• **Goal of the exercise**: Those lines of the records that contain "impl" are to be located and copied.

• **Data listing**:
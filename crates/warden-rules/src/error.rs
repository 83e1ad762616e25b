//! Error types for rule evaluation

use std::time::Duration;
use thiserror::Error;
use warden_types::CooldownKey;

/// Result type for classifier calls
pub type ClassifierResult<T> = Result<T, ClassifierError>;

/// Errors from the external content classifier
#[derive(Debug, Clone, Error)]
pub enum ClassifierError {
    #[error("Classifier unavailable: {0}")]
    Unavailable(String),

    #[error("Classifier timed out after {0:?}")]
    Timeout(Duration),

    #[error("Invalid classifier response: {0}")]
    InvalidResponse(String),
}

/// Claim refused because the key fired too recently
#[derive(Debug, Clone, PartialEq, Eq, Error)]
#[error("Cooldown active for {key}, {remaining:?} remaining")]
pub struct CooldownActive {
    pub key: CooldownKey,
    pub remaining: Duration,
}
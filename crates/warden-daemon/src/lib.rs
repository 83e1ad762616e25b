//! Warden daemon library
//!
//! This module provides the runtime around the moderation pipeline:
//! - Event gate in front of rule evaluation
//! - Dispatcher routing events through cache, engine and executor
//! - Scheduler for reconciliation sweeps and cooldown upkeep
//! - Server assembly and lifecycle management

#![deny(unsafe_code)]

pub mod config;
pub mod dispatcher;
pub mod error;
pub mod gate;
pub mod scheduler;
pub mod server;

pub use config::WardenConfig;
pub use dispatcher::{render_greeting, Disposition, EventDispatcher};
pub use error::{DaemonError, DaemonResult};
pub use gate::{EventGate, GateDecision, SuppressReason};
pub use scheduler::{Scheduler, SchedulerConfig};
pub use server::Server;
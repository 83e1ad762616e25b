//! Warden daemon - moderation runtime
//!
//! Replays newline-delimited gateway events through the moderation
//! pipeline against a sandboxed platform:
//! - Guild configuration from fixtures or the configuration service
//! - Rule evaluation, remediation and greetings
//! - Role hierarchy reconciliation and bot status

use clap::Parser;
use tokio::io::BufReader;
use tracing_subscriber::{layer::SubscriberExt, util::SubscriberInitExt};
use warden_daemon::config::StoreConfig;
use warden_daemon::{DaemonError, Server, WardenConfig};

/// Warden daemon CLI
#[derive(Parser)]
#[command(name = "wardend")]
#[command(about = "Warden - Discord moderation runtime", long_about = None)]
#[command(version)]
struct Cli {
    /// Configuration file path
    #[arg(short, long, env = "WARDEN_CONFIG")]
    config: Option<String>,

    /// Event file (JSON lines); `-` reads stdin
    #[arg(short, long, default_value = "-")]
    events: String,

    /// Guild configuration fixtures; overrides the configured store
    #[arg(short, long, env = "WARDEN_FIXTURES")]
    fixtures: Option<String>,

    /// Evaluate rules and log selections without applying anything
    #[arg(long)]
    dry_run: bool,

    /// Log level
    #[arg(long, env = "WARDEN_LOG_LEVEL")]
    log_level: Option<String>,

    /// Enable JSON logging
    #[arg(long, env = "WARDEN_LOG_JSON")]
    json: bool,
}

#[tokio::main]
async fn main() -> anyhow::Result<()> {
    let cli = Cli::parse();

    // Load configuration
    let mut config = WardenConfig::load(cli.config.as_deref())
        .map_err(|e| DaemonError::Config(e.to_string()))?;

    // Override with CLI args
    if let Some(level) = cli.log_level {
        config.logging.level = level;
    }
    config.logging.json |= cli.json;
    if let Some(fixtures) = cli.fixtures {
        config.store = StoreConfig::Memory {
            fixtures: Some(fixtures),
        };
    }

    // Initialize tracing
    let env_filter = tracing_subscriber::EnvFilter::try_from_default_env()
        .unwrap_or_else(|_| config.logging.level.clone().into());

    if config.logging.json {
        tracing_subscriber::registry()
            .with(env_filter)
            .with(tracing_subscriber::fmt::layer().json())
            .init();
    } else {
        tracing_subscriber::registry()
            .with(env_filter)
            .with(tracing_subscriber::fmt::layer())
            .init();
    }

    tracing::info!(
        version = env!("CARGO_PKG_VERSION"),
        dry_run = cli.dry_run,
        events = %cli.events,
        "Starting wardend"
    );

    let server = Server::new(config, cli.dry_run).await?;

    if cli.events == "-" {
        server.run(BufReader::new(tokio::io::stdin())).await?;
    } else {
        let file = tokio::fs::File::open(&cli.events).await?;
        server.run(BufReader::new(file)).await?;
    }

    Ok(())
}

==

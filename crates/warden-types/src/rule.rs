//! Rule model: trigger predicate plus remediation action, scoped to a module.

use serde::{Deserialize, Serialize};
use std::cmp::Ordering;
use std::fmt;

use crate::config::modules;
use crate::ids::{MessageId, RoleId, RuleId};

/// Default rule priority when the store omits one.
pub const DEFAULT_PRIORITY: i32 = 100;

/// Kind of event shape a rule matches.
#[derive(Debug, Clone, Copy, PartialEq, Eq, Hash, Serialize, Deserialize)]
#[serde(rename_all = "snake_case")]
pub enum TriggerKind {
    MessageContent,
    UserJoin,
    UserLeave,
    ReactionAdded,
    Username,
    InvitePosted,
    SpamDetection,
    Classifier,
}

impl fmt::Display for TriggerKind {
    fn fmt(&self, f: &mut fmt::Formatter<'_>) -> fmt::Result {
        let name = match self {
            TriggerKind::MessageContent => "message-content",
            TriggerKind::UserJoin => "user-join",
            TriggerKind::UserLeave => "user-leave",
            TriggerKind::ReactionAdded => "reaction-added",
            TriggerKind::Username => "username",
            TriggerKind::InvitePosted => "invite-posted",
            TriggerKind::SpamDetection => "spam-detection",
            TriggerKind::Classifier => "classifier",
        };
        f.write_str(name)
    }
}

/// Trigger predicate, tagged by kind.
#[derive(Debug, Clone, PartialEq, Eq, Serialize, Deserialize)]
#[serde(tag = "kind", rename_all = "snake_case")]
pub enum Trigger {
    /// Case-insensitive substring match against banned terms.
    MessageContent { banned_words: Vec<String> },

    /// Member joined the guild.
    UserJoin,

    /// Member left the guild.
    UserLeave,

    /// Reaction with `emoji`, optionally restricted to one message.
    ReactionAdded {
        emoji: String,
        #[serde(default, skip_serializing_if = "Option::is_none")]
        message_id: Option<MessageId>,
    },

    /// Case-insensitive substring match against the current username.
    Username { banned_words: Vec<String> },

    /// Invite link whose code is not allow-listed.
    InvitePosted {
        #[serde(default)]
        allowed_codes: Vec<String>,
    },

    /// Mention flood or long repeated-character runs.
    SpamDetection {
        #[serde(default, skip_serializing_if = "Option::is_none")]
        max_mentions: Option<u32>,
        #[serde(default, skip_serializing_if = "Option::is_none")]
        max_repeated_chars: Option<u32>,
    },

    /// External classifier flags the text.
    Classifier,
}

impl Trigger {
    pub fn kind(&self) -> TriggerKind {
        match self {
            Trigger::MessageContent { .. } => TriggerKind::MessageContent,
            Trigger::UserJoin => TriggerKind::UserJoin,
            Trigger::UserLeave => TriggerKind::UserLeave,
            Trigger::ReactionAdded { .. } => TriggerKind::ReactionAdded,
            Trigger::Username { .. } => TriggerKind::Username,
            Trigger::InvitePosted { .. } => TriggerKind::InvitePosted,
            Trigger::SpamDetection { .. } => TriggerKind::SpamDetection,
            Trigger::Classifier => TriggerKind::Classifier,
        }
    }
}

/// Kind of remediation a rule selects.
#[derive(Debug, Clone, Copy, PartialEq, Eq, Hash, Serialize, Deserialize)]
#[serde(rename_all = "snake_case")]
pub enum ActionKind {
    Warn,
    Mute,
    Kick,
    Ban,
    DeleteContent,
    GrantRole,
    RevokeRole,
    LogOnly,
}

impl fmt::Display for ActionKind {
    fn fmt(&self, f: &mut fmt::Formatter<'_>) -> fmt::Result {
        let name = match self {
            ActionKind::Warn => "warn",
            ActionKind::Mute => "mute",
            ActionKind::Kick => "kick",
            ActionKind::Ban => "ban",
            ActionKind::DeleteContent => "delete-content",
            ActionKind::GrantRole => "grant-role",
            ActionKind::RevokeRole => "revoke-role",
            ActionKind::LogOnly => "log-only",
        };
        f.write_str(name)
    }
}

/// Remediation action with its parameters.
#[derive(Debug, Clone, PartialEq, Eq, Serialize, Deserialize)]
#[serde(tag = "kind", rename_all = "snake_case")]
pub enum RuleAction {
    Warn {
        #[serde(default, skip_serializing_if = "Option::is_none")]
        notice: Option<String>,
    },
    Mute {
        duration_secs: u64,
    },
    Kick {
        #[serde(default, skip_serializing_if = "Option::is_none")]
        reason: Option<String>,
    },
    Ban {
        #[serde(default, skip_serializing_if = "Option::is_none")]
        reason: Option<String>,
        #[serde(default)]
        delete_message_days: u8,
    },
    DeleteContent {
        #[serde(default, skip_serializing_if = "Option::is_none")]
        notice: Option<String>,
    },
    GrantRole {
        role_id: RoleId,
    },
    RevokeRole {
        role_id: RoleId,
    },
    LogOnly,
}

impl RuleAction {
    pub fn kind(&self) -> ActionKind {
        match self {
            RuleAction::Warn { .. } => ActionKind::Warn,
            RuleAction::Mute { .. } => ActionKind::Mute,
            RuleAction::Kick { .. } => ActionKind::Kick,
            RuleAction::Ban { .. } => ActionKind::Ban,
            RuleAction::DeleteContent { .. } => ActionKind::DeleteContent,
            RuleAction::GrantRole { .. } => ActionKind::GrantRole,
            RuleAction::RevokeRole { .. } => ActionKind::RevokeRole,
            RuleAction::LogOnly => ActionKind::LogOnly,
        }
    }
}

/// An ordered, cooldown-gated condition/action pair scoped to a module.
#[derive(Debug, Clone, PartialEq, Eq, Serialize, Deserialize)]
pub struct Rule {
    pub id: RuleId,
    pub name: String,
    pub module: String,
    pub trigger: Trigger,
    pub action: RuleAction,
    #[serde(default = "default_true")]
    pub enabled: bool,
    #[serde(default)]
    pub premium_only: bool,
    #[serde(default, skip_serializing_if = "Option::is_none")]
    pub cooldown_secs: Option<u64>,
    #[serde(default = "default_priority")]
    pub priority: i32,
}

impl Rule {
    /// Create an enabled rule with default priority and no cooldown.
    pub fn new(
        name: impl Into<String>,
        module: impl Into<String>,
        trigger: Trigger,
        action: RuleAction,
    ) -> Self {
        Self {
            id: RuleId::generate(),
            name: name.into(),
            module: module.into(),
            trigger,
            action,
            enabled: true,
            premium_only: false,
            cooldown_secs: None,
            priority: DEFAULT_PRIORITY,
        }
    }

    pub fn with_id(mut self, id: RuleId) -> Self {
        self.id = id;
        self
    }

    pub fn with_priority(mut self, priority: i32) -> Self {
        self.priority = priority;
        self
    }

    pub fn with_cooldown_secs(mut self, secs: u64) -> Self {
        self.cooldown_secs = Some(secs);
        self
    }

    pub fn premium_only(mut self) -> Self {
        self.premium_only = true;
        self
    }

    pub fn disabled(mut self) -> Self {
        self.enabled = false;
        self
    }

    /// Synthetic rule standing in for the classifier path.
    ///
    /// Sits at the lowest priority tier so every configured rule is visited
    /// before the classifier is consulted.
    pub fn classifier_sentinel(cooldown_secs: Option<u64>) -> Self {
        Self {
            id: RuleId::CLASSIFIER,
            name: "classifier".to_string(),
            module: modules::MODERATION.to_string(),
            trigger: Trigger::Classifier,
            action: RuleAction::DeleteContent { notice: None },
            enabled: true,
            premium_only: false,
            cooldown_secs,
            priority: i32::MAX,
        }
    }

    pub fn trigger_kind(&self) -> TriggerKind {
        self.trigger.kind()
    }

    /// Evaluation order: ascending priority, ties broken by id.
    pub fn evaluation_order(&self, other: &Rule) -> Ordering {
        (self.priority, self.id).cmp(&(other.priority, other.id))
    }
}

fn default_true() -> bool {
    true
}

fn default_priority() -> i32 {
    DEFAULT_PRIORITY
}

==

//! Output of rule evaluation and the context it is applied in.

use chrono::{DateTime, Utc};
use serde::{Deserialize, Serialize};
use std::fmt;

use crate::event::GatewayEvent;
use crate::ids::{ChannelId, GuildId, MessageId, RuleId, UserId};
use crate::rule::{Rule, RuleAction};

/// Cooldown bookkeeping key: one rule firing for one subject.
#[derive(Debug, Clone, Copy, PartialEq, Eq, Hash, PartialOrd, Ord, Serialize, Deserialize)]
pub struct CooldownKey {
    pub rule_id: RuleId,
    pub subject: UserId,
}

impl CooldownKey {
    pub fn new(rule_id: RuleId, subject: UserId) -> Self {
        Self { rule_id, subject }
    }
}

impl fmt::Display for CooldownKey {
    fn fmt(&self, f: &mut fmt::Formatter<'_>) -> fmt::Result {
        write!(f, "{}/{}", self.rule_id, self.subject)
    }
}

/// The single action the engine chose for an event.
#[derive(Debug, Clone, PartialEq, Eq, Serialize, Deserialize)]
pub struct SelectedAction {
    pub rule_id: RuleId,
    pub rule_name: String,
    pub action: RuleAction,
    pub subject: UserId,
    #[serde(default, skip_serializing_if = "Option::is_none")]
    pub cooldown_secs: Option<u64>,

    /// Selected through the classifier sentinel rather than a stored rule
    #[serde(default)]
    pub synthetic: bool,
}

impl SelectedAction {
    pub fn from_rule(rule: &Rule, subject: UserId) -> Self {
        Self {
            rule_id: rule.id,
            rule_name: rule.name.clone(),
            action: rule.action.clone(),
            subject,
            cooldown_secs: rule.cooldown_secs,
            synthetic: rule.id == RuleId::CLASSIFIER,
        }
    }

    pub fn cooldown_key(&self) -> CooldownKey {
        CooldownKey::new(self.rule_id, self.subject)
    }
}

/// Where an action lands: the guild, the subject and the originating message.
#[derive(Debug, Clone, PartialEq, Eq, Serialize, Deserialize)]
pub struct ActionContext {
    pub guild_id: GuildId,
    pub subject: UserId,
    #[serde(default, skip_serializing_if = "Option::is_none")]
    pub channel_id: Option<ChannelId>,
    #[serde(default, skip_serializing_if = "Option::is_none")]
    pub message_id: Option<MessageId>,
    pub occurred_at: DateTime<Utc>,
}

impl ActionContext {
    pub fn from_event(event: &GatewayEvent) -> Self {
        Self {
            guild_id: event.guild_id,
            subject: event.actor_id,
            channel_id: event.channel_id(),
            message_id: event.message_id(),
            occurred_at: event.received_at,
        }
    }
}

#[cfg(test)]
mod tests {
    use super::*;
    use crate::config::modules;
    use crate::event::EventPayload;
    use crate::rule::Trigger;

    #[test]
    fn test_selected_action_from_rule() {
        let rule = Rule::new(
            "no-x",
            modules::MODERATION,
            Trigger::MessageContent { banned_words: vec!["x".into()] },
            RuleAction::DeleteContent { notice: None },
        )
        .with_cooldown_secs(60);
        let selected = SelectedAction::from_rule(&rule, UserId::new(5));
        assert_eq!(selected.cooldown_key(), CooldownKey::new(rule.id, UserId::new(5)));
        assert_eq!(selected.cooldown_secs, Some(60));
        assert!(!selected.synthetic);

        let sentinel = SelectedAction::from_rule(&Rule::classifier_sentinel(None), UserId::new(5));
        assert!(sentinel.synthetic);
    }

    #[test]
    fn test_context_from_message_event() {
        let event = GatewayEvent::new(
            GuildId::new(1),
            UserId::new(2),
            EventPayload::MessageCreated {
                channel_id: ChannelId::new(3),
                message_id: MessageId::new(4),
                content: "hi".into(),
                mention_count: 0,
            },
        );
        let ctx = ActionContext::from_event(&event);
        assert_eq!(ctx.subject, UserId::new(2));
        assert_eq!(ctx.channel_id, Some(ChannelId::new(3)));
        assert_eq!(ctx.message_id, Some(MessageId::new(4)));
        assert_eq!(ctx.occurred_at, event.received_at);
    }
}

• **Your response**:
impl fmt::Display for TriggerKind {
impl Trigger {
impl fmt::Display for ActionKind {
impl RuleAction {
impl Rule {
        name: impl Into<String>,
        module: impl Into<String>,
impl CooldownKey {
impl fmt::Display for CooldownKey {
impl SelectedAction {
impl ActionContext {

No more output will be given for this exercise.